Chantal Mouffe, philosophe belge, enseigne la science politique à l’université de Westminster. Principale représentante de ce que l’on a appelé « la démocratie radicale », elle est l'inspiratrice des mouvements Podemos et Syriza. 

Elle a co-écrit avec Ernest Laclau : « Hégémonie et stratégie socialiste ». 

« Vers une démocratie » (1985), est l’ouvrage qui l’a fait connaître. 

Elle compte, aujourd’hui parmi les intellectuels influents, sur la scène internationale. 

Thème 

Après l’euphorie des années 90, et que la victoire "définitive" de la démocratie libérale, face aux mondes socialistes, ait été célébrée un peu partout, de nouveaux antagonismes sont apparus, battant en brèche l’avènement de ce « nouvel ordre mondial ». La nouvelle démocratie, sans frontière, sans ennemi, sans parti, s’est trouvée dans son hégémonie libérale incapable d’affronter les nouveaux défis, qu’ils soient de nature terroriste ou populiste.

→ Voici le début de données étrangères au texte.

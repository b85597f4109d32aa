/*
SPDX-FileCopyrightText: Copyright 2026 LG Electronics Inc.
SPDX-License-Identifier: MIT
*/

//! Core data structures for the cook timeline.
//!
//! Two distinct sets of types model the two sides of the pipeline:
//!
//! ```text
//! meal plan  ──►  Meal + Recipe + Step  ──(build_cook_timeline)──►  TimelineResult
//!                  ↑ input                                            ↑ output
//!                  immutable, borrowed                                ScheduledStep / TimelineGroup
//! ```
//!
//! # Ownership model
//! The scheduler only ever **borrows** the input.  Each recipe's steps are
//! sorted in a local `Vec<&Step>`, so the caller's recipes stay in their
//! original order for any other view that reads them.  Every output value is
//! freshly owned by the returned [`TimelineResult`].

use chrono::{DateTime, Utc};
use serde::{Deserialize, Serialize};

// ── Active type ───────────────────────────────────────────────────────────────

/// How much attention a step needs from the cook.
///
/// Only affects the default duration of a step whose duration is unknown; it
/// never changes the scheduling order.
#[derive(Debug, Clone, Copy, PartialEq, Eq, Hash, Default, Serialize, Deserialize)]
#[serde(rename_all = "lowercase")]
pub enum ActiveType {
    /// Hands-on work (chopping, stirring, seasoning).
    #[default]
    Active,
    /// Unattended cooking (baking, simmering, boiling).
    Passive,
    /// Resting or cooling.
    Rest,
}

impl ActiveType {
    /// Lowercase name, as shown on badges and in YAML.
    pub fn as_str(self) -> &'static str {
        match self {
            ActiveType::Active => "active",
            ActiveType::Passive => "passive",
            ActiveType::Rest => "rest",
        }
    }
}

impl std::fmt::Display for ActiveType {
    fn fmt(&self, f: &mut std::fmt::Formatter<'_>) -> std::fmt::Result {
        f.write_str(self.as_str())
    }
}

// ── Temperature ───────────────────────────────────────────────────────────────

/// Temperature scale of a step's target temperature.
#[derive(Debug, Clone, Copy, PartialEq, Eq, Serialize, Deserialize)]
pub enum TemperatureUnit {
    #[serde(rename = "F")]
    Fahrenheit,
    #[serde(rename = "C")]
    Celsius,
}

impl TemperatureUnit {
    /// Degree symbol with the unit letter, e.g. `°F`.
    pub fn symbol(self) -> &'static str {
        match self {
            TemperatureUnit::Fahrenheit => "°F",
            TemperatureUnit::Celsius => "°C",
        }
    }
}

/// Target temperature for a step.  Value and unit always travel together.
#[derive(Debug, Clone, Copy, PartialEq, Eq, Serialize, Deserialize)]
pub struct Temperature {
    pub value: u32,
    pub unit: TemperatureUnit,
}

// ── Inputs ────────────────────────────────────────────────────────────────────

/// One cooking step of a recipe, already structured by whoever extracted it
/// from the instruction text.
///
/// `order` defines the position within the recipe.  Values need not be
/// contiguous and the steps need not arrive sorted.
#[derive(Debug, Clone, PartialEq, Default, Serialize, Deserialize)]
pub struct Step {
    /// Identifier, unique within its recipe.
    pub id: String,

    pub order: i32,

    /// Free text; never interpreted here.
    pub instruction: String,

    /// Duration in whole minutes.  `None` means "estimate from `active_type`".
    #[serde(default)]
    pub duration_min: Option<u32>,

    #[serde(default)]
    pub active_type: ActiveType,

    /// Whether the step can be paused.  Informational only.
    #[serde(default)]
    pub can_pause: bool,

    #[serde(default)]
    pub equipment_used: Option<Vec<String>>,

    #[serde(default)]
    pub temperature: Option<Temperature>,
}

/// A recipe and its steps.
#[derive(Debug, Clone, PartialEq, Default, Serialize, Deserialize)]
pub struct Recipe {
    pub id: String,
    pub title: String,
    #[serde(default)]
    pub steps: Vec<Step>,
}

/// A meal: the thing being served.
#[derive(Debug, Clone, PartialEq, Default, Serialize, Deserialize)]
pub struct Meal {
    pub id: String,
    pub title: String,

    /// When the meal should be on the table.  `None` means "estimate from now".
    #[serde(default)]
    pub serve_at: Option<DateTime<Utc>>,
}

/// Everything [`build_cook_timeline`](crate::timeline::build_cook_timeline)
/// needs for one run.
///
/// `now` is supplied by the caller and is only used when the meal has no
/// serve time.  The library never reads the wall clock.
#[derive(Debug, Clone, PartialEq)]
pub struct TimelineInput {
    pub meal: Meal,
    pub recipes: Vec<Recipe>,
    pub now: DateTime<Utc>,
}

// ── Outputs ───────────────────────────────────────────────────────────────────

/// One input [`Step`] placed on the timeline.
#[derive(Debug, Clone, PartialEq, Serialize)]
pub struct ScheduledStep {
    /// `"<recipe_id>:<step_id>"`, unique across the whole timeline.
    pub id: String,
    pub recipe_id: String,
    pub recipe_title: String,
    pub step_id: String,
    pub order: i32,
    pub instruction: String,
    pub active_type: ActiveType,
    pub can_pause: bool,
    pub equipment_used: Option<Vec<String>>,
    pub temperature: Option<Temperature>,

    /// Resolved duration in minutes (defaulted when the input had none).
    pub duration_min: u32,
    /// `true` when `duration_min` came from the default table.
    pub is_estimated_duration: bool,

    pub start_time: DateTime<Utc>,
    pub end_time: DateTime<Utc>,

    /// Minutes from `start_time` to the serve instant, rounded to 5, ≥ 0.
    pub t_minus_min: i64,
    /// Minutes from the earliest step of the whole timeline, rounded to 5, ≥ 0.
    pub start_offset_min: i64,
}

impl ScheduledStep {
    /// Human-readable temperature, e.g. `"Oven: 400°F"` or `"180°C"`.
    ///
    /// The `Oven:` prefix is added when the equipment list mentions an oven.
    /// Returns `None` when the step has no temperature or a zero value.
    pub fn temperature_label(&self) -> Option<String> {
        let temp = self.temperature.filter(|t| t.value > 0)?;
        let value = format!("{}{}", temp.value, temp.unit.symbol());

        let uses_oven = self
            .equipment_used
            .iter()
            .flatten()
            .any(|e| e.eq_ignore_ascii_case("oven"));

        if uses_oven {
            Some(format!("Oven: {value}"))
        } else {
            Some(value)
        }
    }
}

/// Steps from any recipe that share the same rounded start offset.
#[derive(Debug, Clone, PartialEq, Serialize)]
pub struct TimelineGroup {
    pub start_offset_min: i64,
    /// `"<offset> min"`.
    pub label: String,
    /// Ordered by exact start instant.
    pub steps: Vec<ScheduledStep>,
}

/// Result of one [`build_cook_timeline`](crate::timeline::build_cook_timeline) run.
#[derive(Debug, Clone, PartialEq, Serialize)]
pub struct TimelineResult {
    pub serve_at: DateTime<Utc>,
    pub serve_at_is_estimated: bool,
    /// Lead time used to synthesise `serve_at`; `Some` iff it was estimated.
    pub estimated_serve_in_min: Option<u32>,
    /// Every scheduled step, ordered by exact start instant.
    pub steps: Vec<ScheduledStep>,
    /// Ascending by `start_offset_min`.
    pub groups: Vec<TimelineGroup>,
}

impl TimelineResult {
    /// Total number of scheduled steps across all groups.
    pub fn step_count(&self) -> usize {
        self.groups.iter().map(|g| g.steps.len()).sum()
    }

    /// Span from the earliest start to the latest end, rounded to 5 minutes.
    ///
    /// Returns `0` for an empty timeline.
    pub fn total_duration_min(&self) -> i64 {
        let earliest = self.steps.iter().map(|s| s.start_time).min();
        let latest = self.steps.iter().map(|s| s.end_time).max();

        match (earliest, latest) {
            (Some(start), Some(end)) => {
                crate::timeline::rounding::round5_between(start, end).max(0)
            }
            _ => 0,
        }
    }
}

// ── Tests ─────────────────────────────────────────────────────────────────────

#[cfg(test)]
mod tests {
    use super::*;
    use chrono::TimeZone;

    fn scheduled(temperature: Option<Temperature>, equipment: Option<Vec<&str>>) -> ScheduledStep {
        let t = Utc.with_ymd_and_hms(2025, 1, 1, 0, 0, 0).unwrap();
        ScheduledStep {
            id: "r1:s1".into(),
            recipe_id: "r1".into(),
            recipe_title: "Dish".into(),
            step_id: "s1".into(),
            order: 1,
            instruction: "Bake".into(),
            active_type: ActiveType::Passive,
            can_pause: true,
            equipment_used: equipment.map(|v| v.into_iter().map(String::from).collect()),
            temperature,
            duration_min: 30,
            is_estimated_duration: false,
            start_time: t,
            end_time: t,
            t_minus_min: 0,
            start_offset_min: 0,
        }
    }

    // ── ActiveType ────────────────────────────────────────────────────────────

    #[test]
    fn active_type_deserializes_lowercase_names() {
        let parsed: Vec<ActiveType> = serde_yaml::from_str("[active, passive, rest]").unwrap();
        assert_eq!(
            parsed,
            vec![ActiveType::Active, ActiveType::Passive, ActiveType::Rest]
        );
    }

    #[test]
    fn active_type_defaults_to_active() {
        assert_eq!(ActiveType::default(), ActiveType::Active);
        assert_eq!(ActiveType::Rest.to_string(), "rest");
    }

    #[test]
    fn temperature_unit_uses_single_letter_on_the_wire() {
        let t: Temperature = serde_yaml::from_str("{ value: 400, unit: F }").unwrap();
        assert_eq!(t.unit, TemperatureUnit::Fahrenheit);
        assert_eq!(serde_json::to_string(&TemperatureUnit::Celsius).unwrap(), "\"C\"");
    }

    // ── Step ──────────────────────────────────────────────────────────────────

    #[test]
    fn step_optional_fields_default_when_absent() {
        let step: Step = serde_yaml::from_str("{ id: s1, order: 3, instruction: Stir }").unwrap();
        assert_eq!(step.duration_min, None);
        assert_eq!(step.active_type, ActiveType::Active);
        assert!(!step.can_pause);
        assert!(step.equipment_used.is_none());
        assert!(step.temperature.is_none());
    }

    #[test]
    fn negative_duration_is_rejected_by_the_type() {
        let result: Result<Step, _> =
            serde_yaml::from_str("{ id: s1, order: 1, instruction: x, duration_min: -5 }");
        assert!(result.is_err());
    }

    // ── temperature_label ─────────────────────────────────────────────────────

    #[test]
    fn temperature_label_prefixes_oven() {
        let temp = Temperature {
            value: 400,
            unit: TemperatureUnit::Fahrenheit,
        };
        let step = scheduled(Some(temp), Some(vec!["Oven"]));
        assert_eq!(step.temperature_label().as_deref(), Some("Oven: 400°F"));
    }

    #[test]
    fn temperature_label_without_oven_is_bare_value() {
        let temp = Temperature {
            value: 180,
            unit: TemperatureUnit::Celsius,
        };
        let step = scheduled(Some(temp), Some(vec!["pan"]));
        assert_eq!(step.temperature_label().as_deref(), Some("180°C"));
    }

    #[test]
    fn temperature_label_absent_or_zero_is_none() {
        assert_eq!(scheduled(None, Some(vec!["oven"])).temperature_label(), None);
        let zero = Temperature {
            value: 0,
            unit: TemperatureUnit::Celsius,
        };
        assert_eq!(scheduled(Some(zero), None).temperature_label(), None);
    }
}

Or l’Europe s’avère, aujourd’hui plus qu’ailleurs, le terrain fertile de ces maux pour lesquels, semblerait-il, son « libéralisme » ne l’a pas bien armée. 

Entre l’agressivité du terrorisme international, légitimé par une culture intégriste et offensive, et le populisme stigmatisant une peur immaîtrisable, le dialogue et le consensus sont-ils des voix efficaces, crédibles ou illusoires ? Sachant, en outre, que ces deux « phénomènes » n’apportent rien pour la construction politique des années futures, tant sur le plan des idées que sur celui des valeurs. 

Chantal Mouffe veut démontrer comment l’approche consensualiste ne peut créer les conditions d’une société réconciliée, et inciter, au contraire, à reconnaître que l’impossibilité d’éradiquer la dimension conflictuelle de la vie sociale, loin de saper le projet démocratique, permet de relever les défis auxquels la politique démocratique est aujourd’hui confrontée. 

Points forts

La façon d’identifier la question de la finalité de la démocratie aujourd’hui est très juste : « nous ne sommes plus en présence d’un combat entre la droite et la gauche, mais entre le bien et le mal ». L’auteur souligne que la tendance dominante actuelle de la pensée libérale se caractérise par une approche rationaliste et individualiste qui empêche de reconnaître les identités collectives. Considérant que la pensée libérale a également pour caractère la croyance en la vertu du consensus, l’auteur va démontrer que cette voie est sans issue, étant entendu que le rationalisme libéral a tendance à nier la nécessité de l’antagonisme, base de la démocratie. « Quand les frontières deviennent floues, la désaffection à l’égard des partis politiques s’installe, et s’imposent alors progressivement d’autres types d’identités collectives, autour d’identifications nationalistes, religieuses, ou ethniques ». Le danger étant que la confrontation démocratique soit remplacée par un combat entre les formes essentialistes d’identification ou entre des valeurs morales non négociables. 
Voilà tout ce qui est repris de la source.